• [WHAT THE TASK REQUIRES]: Please filter the data down to the lines that include the word "transactions" and copy them.

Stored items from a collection
★ ★ ★ ★ ★ ★ ★
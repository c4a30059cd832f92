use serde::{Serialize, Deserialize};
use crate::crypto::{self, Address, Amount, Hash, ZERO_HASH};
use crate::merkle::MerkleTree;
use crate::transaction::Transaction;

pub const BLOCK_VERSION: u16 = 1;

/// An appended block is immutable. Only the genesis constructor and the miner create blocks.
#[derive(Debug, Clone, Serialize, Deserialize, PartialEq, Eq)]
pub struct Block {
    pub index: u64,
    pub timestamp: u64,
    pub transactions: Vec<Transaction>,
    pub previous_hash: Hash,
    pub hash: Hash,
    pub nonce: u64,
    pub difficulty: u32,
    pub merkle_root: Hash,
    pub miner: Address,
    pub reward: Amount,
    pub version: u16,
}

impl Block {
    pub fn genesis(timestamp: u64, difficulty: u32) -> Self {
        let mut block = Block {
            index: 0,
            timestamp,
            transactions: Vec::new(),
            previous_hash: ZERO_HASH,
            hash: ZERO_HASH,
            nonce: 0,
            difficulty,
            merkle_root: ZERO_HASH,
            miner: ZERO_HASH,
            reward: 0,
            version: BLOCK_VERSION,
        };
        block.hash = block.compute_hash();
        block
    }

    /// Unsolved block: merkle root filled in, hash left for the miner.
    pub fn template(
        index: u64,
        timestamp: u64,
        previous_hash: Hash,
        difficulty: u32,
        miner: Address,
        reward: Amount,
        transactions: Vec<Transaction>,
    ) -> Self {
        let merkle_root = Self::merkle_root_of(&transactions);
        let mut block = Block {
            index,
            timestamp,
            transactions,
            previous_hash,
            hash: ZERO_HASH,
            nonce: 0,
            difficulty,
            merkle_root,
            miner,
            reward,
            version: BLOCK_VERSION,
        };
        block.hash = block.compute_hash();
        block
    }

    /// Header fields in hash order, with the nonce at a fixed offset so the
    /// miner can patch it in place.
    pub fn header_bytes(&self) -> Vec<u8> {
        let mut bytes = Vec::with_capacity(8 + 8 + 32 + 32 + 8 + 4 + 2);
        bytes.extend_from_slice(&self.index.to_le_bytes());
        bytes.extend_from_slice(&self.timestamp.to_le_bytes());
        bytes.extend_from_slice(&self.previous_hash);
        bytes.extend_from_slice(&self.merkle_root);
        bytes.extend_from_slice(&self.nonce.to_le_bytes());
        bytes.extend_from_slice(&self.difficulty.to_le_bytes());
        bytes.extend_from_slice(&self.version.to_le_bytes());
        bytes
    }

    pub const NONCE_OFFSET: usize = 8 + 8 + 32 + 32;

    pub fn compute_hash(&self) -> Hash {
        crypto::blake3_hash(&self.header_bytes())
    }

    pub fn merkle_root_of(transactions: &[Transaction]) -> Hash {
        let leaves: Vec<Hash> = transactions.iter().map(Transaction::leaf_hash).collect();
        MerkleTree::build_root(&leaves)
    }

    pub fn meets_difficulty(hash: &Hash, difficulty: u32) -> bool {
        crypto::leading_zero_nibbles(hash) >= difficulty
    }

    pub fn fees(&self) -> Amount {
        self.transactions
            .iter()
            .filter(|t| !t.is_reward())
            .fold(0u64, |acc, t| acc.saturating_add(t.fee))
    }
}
★ ★ ★ ★ ★ ★ ★
• [EXPECTED ANSWER]:
    pub transactions: Vec<Transaction>,
            transactions: Vec::new(),
        transactions: Vec<Transaction>,
        let merkle_root = Self::merkle_root_of(&transactions);
            transactions,
    pub fn merkle_root_of(transactions: &[Transaction]) -> Hash {
        let leaves: Vec<Hash> = transactions.iter().map(Transaction::leaf_hash).collect();
        self.transactions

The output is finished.